:: RECORDS SHOWN ::
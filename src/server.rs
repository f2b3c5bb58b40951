//! Thin HTTP adapter over [`ChainService`].
//!
//! Validation failures map to 400 with the error's message, "no chain" maps
//! to 404, results go out as JSON arrays. CORS is permissive for the browser
//! frontend.

use std::sync::Arc;

use axum::extract::State;
use axum::http::StatusCode;
use axum::response::IntoResponse;
use axum::routing::{get, post};
use axum::{Json, Router};
use serde::Deserialize;
use serde_json::json;
use tower_http::cors::CorsLayer;
use tracing::info;

use crate::service::ChainService;

pub struct AppState {
    pub chains: ChainService,
}

#[derive(Deserialize)]
pub struct ChainRequest {
    pub source: String,
    pub target: String,
}

#[derive(Deserialize)]
pub struct AnagramRequest {
    pub word: String,
}

pub fn router(state: Arc<AppState>) -> Router {
    Router::new()
        .route("/wordchain", post(word_chain))
        .route("/anagram", post(anagram))
        .route("/api/health", get(api_health))
        .layer(CorsLayer::permissive())
        .with_state(state)
}

async fn word_chain(
    State(state): State<Arc<AppState>>,
    Json(req): Json<ChainRequest>,
) -> impl IntoResponse {
    match state.chains.find_chain(&req.source, &req.target) {
        Err(e) => (StatusCode::BAD_REQUEST, e.to_string()).into_response(),
        Ok(None) => (
            StatusCode::NOT_FOUND,
            "sorry, no chain connects those two words".to_string(),
        )
            .into_response(),
        Ok(Some(chain)) => Json(chain).into_response(),
    }
}

async fn anagram(
    State(state): State<Arc<AppState>>,
    Json(req): Json<AnagramRequest>,
) -> impl IntoResponse {
    match state.chains.anagrams(&req.word) {
        Err(e) => (StatusCode::BAD_REQUEST, e.to_string()).into_response(),
        Ok(hits) => Json(hits).into_response(),
    }
}

async fn api_health(State(state): State<Arc<AppState>>) -> impl IntoResponse {
    let index = state.chains.index();
    Json(json!({
        "words": index.len(),
        "word_length": index.word_length(),
        "alphabet": index.alphabet().len(),
    }))
}

/// Bind and serve until shutdown.
pub async fn serve(state: Arc<AppState>, bind: &str) -> std::io::Result<()> {
    let app = router(state);
    let listener = tokio::net::TcpListener::bind(bind).await?;
    info!(%bind, "word-chain listening");
    axum::serve(listener, app).await
}
//! The word index: the one piece of state shared across solve calls.
//!
//! Built once from the raw word source, immutable afterwards. Safe for
//! unsynchronized concurrent reads; the server shares it behind an `Arc`.

use std::collections::{BTreeSet, HashSet};

/// An index over all dictionary words of a single fixed character length,
/// plus the alphabet actually occurring in those words.
///
/// The alphabet is derived, not assumed: a dictionary in a non-Latin script
/// (or one using accented letters) yields exactly the characters its words
/// contain, sorted for deterministic neighbor enumeration.
#[derive(Debug, Clone, PartialEq, Eq)]
pub struct WordIndex {
    length: usize,
    words: HashSet<String>,
    alphabet: Vec<char>,
}

impl WordIndex {
    /// Build an index from already-normalized words, keeping only those of
    /// exactly `length` characters. Duplicates collapse.
    ///
    /// An empty result is a valid index: every chain query against it simply
    /// finds no chain.
    pub fn build<I, S>(words: I, length: usize) -> Self
    where
        I: IntoIterator<Item = S>,
        S: AsRef<str>,
    {
        let words: HashSet<String> = words
            .into_iter()
            .filter(|w| w.as_ref().chars().count() == length)
            .map(|w| w.as_ref().to_string())
            .collect();

        let letters: BTreeSet<char> = words.iter().flat_map(|w| w.chars()).collect();
        let alphabet: Vec<char> = letters.into_iter().collect();

        debug_assert!(words.iter().all(|w| w.chars().count() == length));

        Self { length, words, alphabet }
    }

    /// The fixed character length of every indexed word.
    pub fn word_length(&self) -> usize {
        self.length
    }

    /// Number of indexed words.
    pub fn len(&self) -> usize {
        self.words.len()
    }

    pub fn is_empty(&self) -> bool {
        self.words.is_empty()
    }

    /// Distinct characters occurring in the indexed words, sorted.
    pub fn alphabet(&self) -> &[char] {
        &self.alphabet
    }

    pub fn contains(&self, word: &str) -> bool {
        self.words.contains(word)
    }

    /// Look up a word and borrow the index's own copy of it. Lets the solver
    /// key its transient maps by `&str` borrowed from the index instead of
    /// cloning on every relaxation.
    pub fn get(&self, word: &str) -> Option<&str> {
        self.words.get(word).map(String::as_str)
    }

    /// Iterate the word set. No ordering guarantees.
    pub fn iter(&self) -> impl Iterator<Item = &str> {
        self.words.iter().map(String::as_str)
    }

    pub(crate) fn words(&self) -> &HashSet<String> {
        &self.words
    }
}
:::
When the word "await" occurs in a line above, list that line.

▶ REPLY
    let listener = tokio::net::TcpListener::bind(bind).await?;
    axum::serve(listener, app).await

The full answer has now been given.